PROBLEM DESCRIPTION:
Of all the lines below, return only those starting with the line holding "filename crates/lowcode-cli/src/root.rs" and going on through the line holding "filename crates/lowcode-core/src/lib.rs", exactly as written.

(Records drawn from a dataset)
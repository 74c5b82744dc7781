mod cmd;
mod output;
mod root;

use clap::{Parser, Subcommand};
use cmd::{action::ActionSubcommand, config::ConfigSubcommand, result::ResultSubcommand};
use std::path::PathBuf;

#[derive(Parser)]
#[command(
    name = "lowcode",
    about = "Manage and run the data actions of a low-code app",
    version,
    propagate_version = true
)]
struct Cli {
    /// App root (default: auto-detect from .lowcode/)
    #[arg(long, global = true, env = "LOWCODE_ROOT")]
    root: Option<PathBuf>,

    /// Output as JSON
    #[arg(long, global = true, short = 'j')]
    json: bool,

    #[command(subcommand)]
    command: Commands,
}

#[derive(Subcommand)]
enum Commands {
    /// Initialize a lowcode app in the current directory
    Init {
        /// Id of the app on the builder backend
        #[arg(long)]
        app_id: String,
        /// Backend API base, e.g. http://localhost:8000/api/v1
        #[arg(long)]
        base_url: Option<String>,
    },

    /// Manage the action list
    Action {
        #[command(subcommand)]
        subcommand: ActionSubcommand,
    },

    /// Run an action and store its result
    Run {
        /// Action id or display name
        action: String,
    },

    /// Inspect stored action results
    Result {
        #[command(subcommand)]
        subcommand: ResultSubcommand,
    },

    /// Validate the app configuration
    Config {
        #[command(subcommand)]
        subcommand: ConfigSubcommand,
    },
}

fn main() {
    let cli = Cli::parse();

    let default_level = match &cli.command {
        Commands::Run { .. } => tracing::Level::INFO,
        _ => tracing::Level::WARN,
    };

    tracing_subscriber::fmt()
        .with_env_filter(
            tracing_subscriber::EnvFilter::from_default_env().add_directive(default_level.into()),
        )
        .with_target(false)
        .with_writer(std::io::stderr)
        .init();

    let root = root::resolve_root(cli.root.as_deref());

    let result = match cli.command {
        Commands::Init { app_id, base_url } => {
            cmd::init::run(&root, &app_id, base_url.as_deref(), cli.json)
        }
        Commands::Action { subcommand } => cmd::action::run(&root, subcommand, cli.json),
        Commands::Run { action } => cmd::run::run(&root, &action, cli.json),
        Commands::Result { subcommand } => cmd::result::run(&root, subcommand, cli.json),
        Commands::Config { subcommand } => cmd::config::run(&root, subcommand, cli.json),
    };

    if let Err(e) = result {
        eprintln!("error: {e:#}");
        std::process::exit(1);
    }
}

---

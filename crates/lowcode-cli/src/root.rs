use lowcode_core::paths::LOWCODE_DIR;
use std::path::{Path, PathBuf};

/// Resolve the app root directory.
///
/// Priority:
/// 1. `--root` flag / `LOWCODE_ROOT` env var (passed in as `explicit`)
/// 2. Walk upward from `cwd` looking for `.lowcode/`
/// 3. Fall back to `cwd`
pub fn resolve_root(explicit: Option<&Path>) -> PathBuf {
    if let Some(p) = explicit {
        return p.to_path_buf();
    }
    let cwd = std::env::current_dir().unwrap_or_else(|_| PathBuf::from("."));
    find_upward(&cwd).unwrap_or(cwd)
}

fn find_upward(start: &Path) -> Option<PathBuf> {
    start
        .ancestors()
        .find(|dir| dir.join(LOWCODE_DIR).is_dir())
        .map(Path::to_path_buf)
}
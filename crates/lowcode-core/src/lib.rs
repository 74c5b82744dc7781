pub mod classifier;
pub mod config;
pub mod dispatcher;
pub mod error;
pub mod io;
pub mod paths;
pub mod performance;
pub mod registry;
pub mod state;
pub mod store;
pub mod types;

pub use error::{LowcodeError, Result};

...

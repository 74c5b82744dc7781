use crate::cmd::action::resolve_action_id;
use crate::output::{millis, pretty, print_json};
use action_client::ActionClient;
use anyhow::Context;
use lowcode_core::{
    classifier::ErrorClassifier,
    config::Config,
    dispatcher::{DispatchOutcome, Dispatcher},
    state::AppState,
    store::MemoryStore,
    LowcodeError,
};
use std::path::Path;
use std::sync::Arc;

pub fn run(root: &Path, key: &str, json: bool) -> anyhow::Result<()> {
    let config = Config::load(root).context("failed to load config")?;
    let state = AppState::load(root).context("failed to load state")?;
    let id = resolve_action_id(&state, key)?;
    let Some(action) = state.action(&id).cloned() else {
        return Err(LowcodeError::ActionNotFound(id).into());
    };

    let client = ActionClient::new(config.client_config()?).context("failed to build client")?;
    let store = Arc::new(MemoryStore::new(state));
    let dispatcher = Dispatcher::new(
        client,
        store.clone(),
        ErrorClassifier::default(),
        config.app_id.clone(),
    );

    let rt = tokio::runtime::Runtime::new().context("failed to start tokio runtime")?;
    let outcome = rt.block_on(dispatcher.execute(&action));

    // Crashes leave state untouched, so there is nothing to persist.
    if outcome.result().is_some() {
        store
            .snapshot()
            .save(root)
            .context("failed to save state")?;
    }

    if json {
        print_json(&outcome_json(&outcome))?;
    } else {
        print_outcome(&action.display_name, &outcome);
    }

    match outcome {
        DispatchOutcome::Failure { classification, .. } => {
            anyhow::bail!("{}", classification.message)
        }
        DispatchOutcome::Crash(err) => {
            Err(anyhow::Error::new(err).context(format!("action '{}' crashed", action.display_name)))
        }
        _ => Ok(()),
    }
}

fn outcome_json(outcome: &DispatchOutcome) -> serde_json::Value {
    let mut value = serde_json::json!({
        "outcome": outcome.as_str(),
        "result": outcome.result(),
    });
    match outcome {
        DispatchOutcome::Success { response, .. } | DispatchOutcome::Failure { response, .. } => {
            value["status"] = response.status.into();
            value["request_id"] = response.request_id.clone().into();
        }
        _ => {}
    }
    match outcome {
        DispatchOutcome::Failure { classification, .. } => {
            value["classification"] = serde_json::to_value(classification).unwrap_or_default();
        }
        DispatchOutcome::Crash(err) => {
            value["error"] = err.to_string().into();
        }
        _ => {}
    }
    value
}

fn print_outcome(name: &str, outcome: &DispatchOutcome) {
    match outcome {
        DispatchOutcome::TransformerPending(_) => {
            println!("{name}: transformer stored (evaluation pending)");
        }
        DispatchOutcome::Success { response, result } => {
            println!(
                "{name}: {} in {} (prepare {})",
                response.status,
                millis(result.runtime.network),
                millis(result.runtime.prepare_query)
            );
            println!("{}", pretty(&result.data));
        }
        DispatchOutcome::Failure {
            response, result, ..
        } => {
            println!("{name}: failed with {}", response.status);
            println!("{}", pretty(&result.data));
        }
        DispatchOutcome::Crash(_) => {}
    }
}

EXERCISE OUTPUT:
filename crates/lowcode-cli/src/root.rs
use lowcode_core::paths::LOWCODE_DIR;
use std::path::{Path, PathBuf};

/// Resolve the app root directory.
///
/// Priority:
/// 1. `--root` flag / `LOWCODE_ROOT` env var (passed in as `explicit`)
/// 2. Walk upward from `cwd` looking for `.lowcode/`
/// 3. Fall back to `cwd`
pub fn resolve_root(explicit: Option<&Path>) -> PathBuf {
    if let Some(p) = explicit {
        return p.to_path_buf();
    }
    let cwd = std::env::current_dir().unwrap_or_else(|_| PathBuf::from("."));
    find_upward(&cwd).unwrap_or(cwd)
}

fn find_upward(start: &Path) -> Option<PathBuf> {
    start
        .ancestors()
        .find(|dir| dir.join(LOWCODE_DIR).is_dir())
        .map(Path::to_path_buf)
}
filename crates/lowcode-core/src/lib.rs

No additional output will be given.